Supplement Labeling Act reintroduced in Senate

Supplement Labeling Act reintroduced in Senate

The Natural Products Association believes the proposal creates regulatory redundancy for an agency (the FDA) already stretched to the limit with its resources.

Sen. Dick Durbin, D-Ill, and Sen. Richard Blumenthal, D-Conn., reintroduced the Dietary Supplement Labeling Act of 2013. News that the bill would be reintroduced first came out in late July.

John Shaw, executive director and CEO of the Natural Products Association, has sent an alert to industry insiders warning that the legislation will create redundant regulations for the dietary supplement industry. “It would also lead to more bureaucracy for the Food and Drug Administration (FDA), an agency with existing limited resources, while failing to produce safer products,” Shaw said.

Provisions in the bill would require:

  • Manufacturers to register their products with the FDA. Businesses would be responsible with providing a name, description, list of ingredients and copy of the label for each of their products.
  • The Department of Health and Human Services and Institute of Medicine to create a list of potentially dangerous ingredients and proprietary blends with subsequent warnings.
  • Manufacturers making structure/function claims to submit substantiation for such claims to the FDA.
  • The Secretary of Health and Human Services to define conventional foods.

“The NPA supports the federal government's efforts to rid the market of unlawful products; we feel strongly that this legislation would impose additional regulations on the legitimate dietary supplement industry, which the FDA has said repeatedly it has all the tools its needs to regulate,” Shaw said.

The NPA encourages everyone in the industry to contact their local state representatives and weigh in on the issue.
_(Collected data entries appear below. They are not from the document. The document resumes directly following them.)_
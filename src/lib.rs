pub mod tile_core;
pub mod tile_runtime;
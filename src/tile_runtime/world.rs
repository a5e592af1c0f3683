use glam::IVec2;

use crate::tile_core::biome::BiomeSet;
use crate::tile_core::border::{BorderStitcher, StitchReport};
use crate::tile_core::chunk::{Chunk, ChunkRequest, DrawInstruction, DrawLayer, LabelGrid};
use crate::tile_core::config::TileConfig;
use crate::tile_core::error::{TileError, TileResult};
use crate::tile_core::grid::ChunkGrid;
use crate::tile_core::resolver::TileResolver;

#[derive(Debug, Clone, Copy, Default, PartialEq, Eq)]
pub struct WorldStats {
    pub chunks: usize,
    pub tiles: usize,
    pub borders: usize,
}

/// Owns the biome definitions and every inserted chunk. Insertion takes
/// `&mut self`, so inserts are serialised by construction.
pub struct TileWorld {
    biomes: BiomeSet,
    resolver: TileResolver,
    grid: ChunkGrid,
}

impl TileWorld {
    pub fn new(tiles: &TileConfig) -> TileResult<Self> {
        let biomes = BiomeSet::from_config(tiles)?;
        let resolver = TileResolver::from_config(tiles)?;
        log::info!(
            "tile world ready: {} biomes, {}-tile chunks",
            biomes.len(),
            resolver.chunk_side()
        );
        Ok(Self {
            biomes,
            resolver,
            grid: ChunkGrid::new(),
        })
    }

    pub fn chunk_side(&self) -> usize {
        self.resolver.chunk_side()
    }

    pub fn biomes(&self) -> &BiomeSet {
        &self.biomes
    }

    pub fn grid(&self) -> &ChunkGrid {
        &self.grid
    }

    pub fn chunk(&self, coord: IVec2) -> Option<&Chunk> {
        self.grid.get(coord)
    }

    /// Resolves every tile, stores the chunk, then stitches borders inside
    /// it and along edges shared with stored neighbours.
    pub fn insert_chunk(&mut self, request: &ChunkRequest) -> TileResult<StitchReport> {
        let coord = request.coord();
        if self.grid.contains(coord) {
            return Err(TileError::DuplicateChunk {
                x: coord.x,
                y: coord.y,
            });
        }
        self.resolver.check_chunk_range(coord)?;

        let side = self.resolver.chunk_side();
        let (labels, unknown) = LabelGrid::from_labels(&request.labels, side, &self.biomes)?;
        if unknown > 0 {
            log::warn!(
                "chunk ({}, {}) has {unknown} tiles with unknown biome labels, drawing them empty",
                coord.x,
                coord.y
            );
        }

        let mut tiles = Vec::with_capacity(side * side);
        for y in 0..side {
            for x in 0..side {
                let biome = labels.get(x, y).and_then(|index| self.biomes.get(index));
                let local = IVec2::new(x as i32, y as i32);
                tiles.push(DrawInstruction {
                    local_x: x as u32,
                    local_y: y as u32,
                    frame: self.resolver.resolve_tile_frame(coord, local, biome)?,
                    layer: DrawLayer::Material,
                });
            }
        }

        self.grid.insert(Chunk::new(coord, labels, tiles))?;
        let report = BorderStitcher::new(&self.biomes, &self.resolver).stitch(&mut self.grid, coord)?;
        log::debug!(
            "inserted chunk ({}, {}): {} tiles, {} borders placed",
            coord.x,
            coord.y,
            side * side,
            report.placed()
        );
        Ok(report)
    }

    /// Stored chunks in the square of `radius` chunks around `center`.
    pub fn visible_chunks(&self, center: IVec2, radius: i32) -> Vec<&Chunk> {
        self.grid.chunks_within(center, radius)
    }

    pub fn stats(&self) -> WorldStats {
        self.grid
            .iter()
            .fold(WorldStats::default(), |mut stats, (_, chunk)| {
                stats.chunks += 1;
                stats.tiles += chunk.tiles().len();
                stats.borders += chunk.borders().len();
                stats
            })
    }
}

#[cfg(test)]
mod tests {
    use super::*;
    use crate::tile_core::rect::Rect;

    fn small_tiles() -> TileConfig {
        TileConfig {
            chunk_tile_side_length: 2,
            material_tile_side_length: 2,
            ..Default::default()
        }
    }

    fn request(x: i32, y: i32, rows: [[&str; 2]; 2]) -> ChunkRequest {
        ChunkRequest::new(
            IVec2::new(x, y),
            rows.iter()
                .map(|row| row.iter().map(|s| s.to_string()).collect())
                .collect(),
        )
    }

    #[test]
    fn insert_emits_one_material_instruction_per_tile() {
        let mut world = TileWorld::new(&small_tiles()).unwrap();
        world
            .insert_chunk(&request(0, 0, [["grass", ""], ["water", "lava"]]))
            .unwrap();

        let chunk = world.chunk(IVec2::ZERO).unwrap();
        let positions: Vec<(u32, u32)> = chunk
            .tiles()
            .iter()
            .map(|instruction| (instruction.local_x, instruction.local_y))
            .collect();
        assert_eq!(positions, vec![(0, 0), (1, 0), (0, 1), (1, 1)]);

        let empty = Rect::square(0.0, 64.0, 16.0);
        assert_ne!(chunk.tiles()[0].frame, empty);
        assert_eq!(chunk.tiles()[1].frame, empty);
        assert_eq!(chunk.tiles()[3].frame, empty, "unknown labels draw as empty");
        // Grass material sits at x = 64, 32 px square split into 2 tiles.
        assert_eq!(chunk.tiles()[0].frame, Rect::square(64.0, 0.0, 16.0));
    }

    #[test]
    fn duplicate_and_misshapen_requests_are_rejected() {
        let mut world = TileWorld::new(&small_tiles()).unwrap();
        let first = request(1, 1, [["grass", "grass"], ["grass", "grass"]]);
        world.insert_chunk(&first).unwrap();
        assert_eq!(
            world.insert_chunk(&first),
            Err(TileError::DuplicateChunk { x: 1, y: 1 })
        );

        let misshapen = ChunkRequest::new(IVec2::new(5, 5), vec![vec!["grass".to_string()]]);
        assert!(matches!(
            world.insert_chunk(&misshapen),
            Err(TileError::InvalidConfiguration(_))
        ));
        assert!(world.chunk(IVec2::new(5, 5)).is_none());
    }

    #[test]
    fn chunks_outside_the_tile_range_are_not_stored() {
        let mut world = TileWorld::new(&small_tiles()).unwrap();
        let far = request(1_100_000_000, 0, [["grass", "grass"], ["water", "water"]]);
        assert!(matches!(
            world.insert_chunk(&far),
            Err(TileError::InvalidConfiguration(_))
        ));
        assert!(world.chunk(IVec2::new(1_100_000_000, 0)).is_none());
        assert_eq!(world.stats(), WorldStats::default());

        let mut single = TileWorld::new(&TileConfig {
            chunk_tile_side_length: 1,
            material_tile_side_length: 1,
            ..Default::default()
        })
        .unwrap();
        let edge = ChunkRequest::new(IVec2::new(i32::MAX, 0), vec![vec!["grass".to_string()]]);
        assert!(single.insert_chunk(&edge).is_err());
        assert_eq!(single.stats().chunks, 0);

        // The neighbour one step inside the range is fine.
        let inside = ChunkRequest::new(IVec2::new(i32::MAX - 1, 0), vec![vec!["grass".to_string()]]);
        single.insert_chunk(&inside).unwrap();
        assert_eq!(single.stats().chunks, 1);
    }

    #[test]
    fn stats_count_tiles_and_borders() {
        let mut world = TileWorld::new(&small_tiles()).unwrap();
        // Default biomes only border north and south.
        world
            .insert_chunk(&request(0, 0, [["water", "water"], ["grass", "grass"]]))
            .unwrap();
        world
            .insert_chunk(&request(0, 1, [["water", "water"], ["water", "water"]]))
            .unwrap();
        let stats = world.stats();
        assert_eq!(stats.chunks, 2);
        assert_eq!(stats.tiles, 8);
        // Chunk (0, 0) alone: grass north on row 0, water south on row 1.
        // Chunk (0, 1) then adds grass south on its row 0 and patches water
        // north onto row 1 of chunk (0, 0).
        assert_eq!(stats.borders, 8);
        assert_eq!(world.visible_chunks(IVec2::ZERO, 0).len(), 1);
        assert_eq!(world.visible_chunks(IVec2::ZERO, 1).len(), 2);
    }
}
To find contact information for your reps, visit: representative or senator web pages.

Also see this easy-to-fill-out form voicing your views on Sen. Durbin’s initiative.

Strange timing?

Food industry guru Lauren Isrealsen calls the timing of Durbin’s announcement “interesting,” since it comes on the heels of the release of a report he requested from the General Accounting Office on FDA’s handling of adverse event reports (AER) associated with dietary supplements.

The GAO report found from 20082011, 6,307 AERs were reported. An additional 1,000 AERs were submitted outside proper channels through poison control centers. Compared to the million of servings of dietary supplements consumed during this period, the AER figure can be seen as quite miniscule, Israelson told When you do the math, there were 488 times as many adverse events reported from prescription drugs as from dietary supplements.

In favor

Consumers Union, the policy and advocacy arm of Consumer Reports, voiced what appears to be a minority viewpoint, endorsing the Dietary Supplement Labeling Act of 2013.
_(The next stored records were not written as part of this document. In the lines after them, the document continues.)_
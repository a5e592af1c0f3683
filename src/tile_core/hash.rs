//! Stateless coordinate hashing.
//!
//! Every "random" choice in the tile engine (material variant, border
//! variant) is derived from grid position alone, so any chunk can be
//! regenerated in isolation and still agree with its neighbours.

/// Default seed, the 32-bit golden ratio.
pub const DEFAULT_SEED: u32 = 0x9E37_79B9;

const MIX_X: u32 = 0x85EB_CA6B;
const MIX_Y: u32 = 0xC2B2_AE35;

/// Maps 0, -1, 1, -2, 2, ... to 0, 1, 2, 3, 4, ...
pub fn zigzag32(n: i32) -> u32 {
    ((n << 1) ^ (n >> 31)) as u32
}

pub fn xorshift32(mut s: u32) -> u32 {
    s ^= s << 13;
    s ^= s >> 17;
    s ^= s << 5;
    s
}

pub fn hash2d(x: i32, y: i32, seed: u32) -> u32 {
    let state = seed
        .wrapping_add(MIX_X.wrapping_mul(zigzag32(x)))
        .wrapping_add(MIX_Y.wrapping_mul(zigzag32(y)));
    xorshift32(state)
}

/// Hash of `(x, y)` mapped to `[0, 1)`.
pub fn hash2d_unit(x: i32, y: i32, seed: u32) -> f64 {
    f64::from(hash2d(x, y, seed)) / 4_294_967_296.0
}

/// [`hash2d_unit`] with [`DEFAULT_SEED`].
pub fn coordinate_hash(x: i32, y: i32) -> f64 {
    hash2d_unit(x, y, DEFAULT_SEED)
}
pub mod cli;
pub mod dump;
pub mod streaming;
pub mod world;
"This bill would mean stronger requirements for manufacturers to deliver safe products and better labels with more information for consumers," said Ami Gadhia, senior policy counsel for Consumers Union in a release that goes on to say that of particular concern to this group is the blurred distinction between “dietary supplements” and “conventional foods.” Said blurriness has allowed many food and beverage manufacturers to classify their products as “dietary supplements.”

"Drugs and vaccines are the real danger"

Dietary supplement giant Dr. Mercola also had a negative reaction to Durbin’s proposal. “Sen. Durbin has been on a mission that appears, at least superficially, to stem from concern over ‘your health.’ However, when scrutinized more closely, Durbin’s proposed legislation would have precisely the opposite effect.

“If Sen. Durbin is genuinely concerned about ‘your health,’ then his focus should be on making drugs and vaccines safer, which are the real danger—not dietary supplements,” Dr. Mercola said on his website.

Durbin first introduced the Dietary Supplement Labeling Act (S 1310) in 2011, a bill that threatens the supplement industry by granting FDA more power to regulate supplements as if they were drugs.